Stored entries

//! Outbound-link extraction from fetched pages
//!
//! Pulls every `<a href>` value out of a page and resolves it against the
//! page's own URL. Unlike crawlers that pre-filter special schemes, this
//! one keeps mailto/tel/ftp links: categorization decides later what each
//! discovered URL means.

use scraper::{Html, Selector};
use std::collections::HashSet;
use url::Url;

/// Extracts all resolvable links from HTML, deduplicated into a set
///
/// Relative hrefs are resolved against `base_url` (the URL the page was
/// fetched from); absolute hrefs of any scheme pass through. Empty and
/// fragment-only hrefs are skipped, as are hrefs that fail to resolve.
pub fn extract_links(html: &str, base_url: &Url) -> HashSet<String> {
    let document = Html::parse_document(html);
    let mut links = HashSet::new();

    if let Ok(selector) = Selector::parse("a[href]") {
        for element in document.select(&selector) {
            if let Some(href) = element.value().attr("href") {
                if let Some(resolved) = resolve_href(href, base_url) {
                    links.insert(resolved);
                }
            }
        }
    }

    links
}

/// Resolves an href to an absolute URL string
fn resolve_href(href: &str, base_url: &Url) -> Option<String> {
    let href = href.trim();

    if href.is_empty() || href.starts_with('#') {
        return None;
    }

    base_url.join(href).ok().map(|u| u.to_string())
}
//! URL handling module for Site-Harvester
//!
//! Provides site-domain extraction and the link categorization policy that
//! decides whether a discovered URL is expanded, extracted, or discarded.

mod domain;

pub use domain::{site_domain_of, strip_www};

use url::Url;

/// Link categories assigned at discovery time
///
/// Exactly one category per URL; categorization is a pure function of the
/// URL string, the site domain, and the configured media extensions. It
/// never depends on crawl history.
#[derive(Debug, Clone, Copy, PartialEq, Eq, Hash)]
pub enum Category {
    /// Same-site http(s) page - extracted and expanded
    Internal,
    /// Off-site http(s) page - recorded but not extracted
    External,
    /// mailto: or tel: link
    Special,
    /// ftp: link
    Ftp,
    /// URL ending in a configured media/document extension
    MediaOrDocument,
    /// Unparseable or unrecognized - never enters the frontier
    Other,
}

impl Category {
    /// All categories, in reporting order
    pub const ALL: [Category; 6] = [
        Category::Internal,
        Category::External,
        Category::Special,
        Category::Ftp,
        Category::MediaOrDocument,
        Category::Other,
    ];

    /// Returns true if URLs of this category may enter the frontier
    pub fn expands_frontier(&self) -> bool {
        !matches!(self, Self::Other)
    }

    /// Human-readable label used in the run report
    pub fn label(&self) -> &'static str {
        match self {
            Self::Internal => "Internal",
            Self::External => "External",
            Self::Special => "Special",
            Self::Ftp => "FTP",
            Self::MediaOrDocument => "Media or Documents",
            Self::Other => "Others",
        }
    }
}

/// Classifies a URL relative to the crawled site
///
/// Scheme and host decide the base category: http(s) URLs are Internal when
/// the host equals the site domain (both sides lowercased with a leading
/// `www.` stripped) and External otherwise; `mailto:`/`tel:` are Special;
/// `ftp:` is FTP. A URL whose full string ends with one of the configured
/// media extensions (case-insensitive, exact suffix) is forced to
/// MediaOrDocument regardless of the scheme/host outcome, Internal
/// included. Anything unparseable or unrecognized is Other.
///
/// Total function: malformed input classifies, it never errors.
pub fn classify(url: &str, site_domain: &str, media_extensions: &[String]) -> Category {
    let mut category = match Url::parse(url) {
        Ok(parsed) => match parsed.scheme() {
            "http" | "https" => match parsed.host_str() {
                Some(host) => {
                    let host = host.to_lowercase();
                    if strip_www(&host) == strip_www(&site_domain.to_lowercase()) {
                        Some(Category::Internal)
                    } else {
                        Some(Category::External)
                    }
                }
                None => None,
            },
            "mailto" | "tel" => Some(Category::Special),
            "ftp" => Some(Category::Ftp),
            _ => None,
        },
        Err(_) => None,
    };

    // Extension override: exact suffix match on the full URL string, so a
    // query substring like "?from=.jpg2" does not trigger it.
    let lowered = url.to_lowercase();
    if media_extensions
        .iter()
        .any(|ext| lowered.ends_with(&ext.to_lowercase()))
    {
        category = Some(Category::MediaOrDocument);
    }

    category.unwrap_or(Category::Other)
}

__THE PROBLEM__.
Report how many lines in the data include the string "External", giving nothing but that number.

__WRITTEN ANSWER__.
5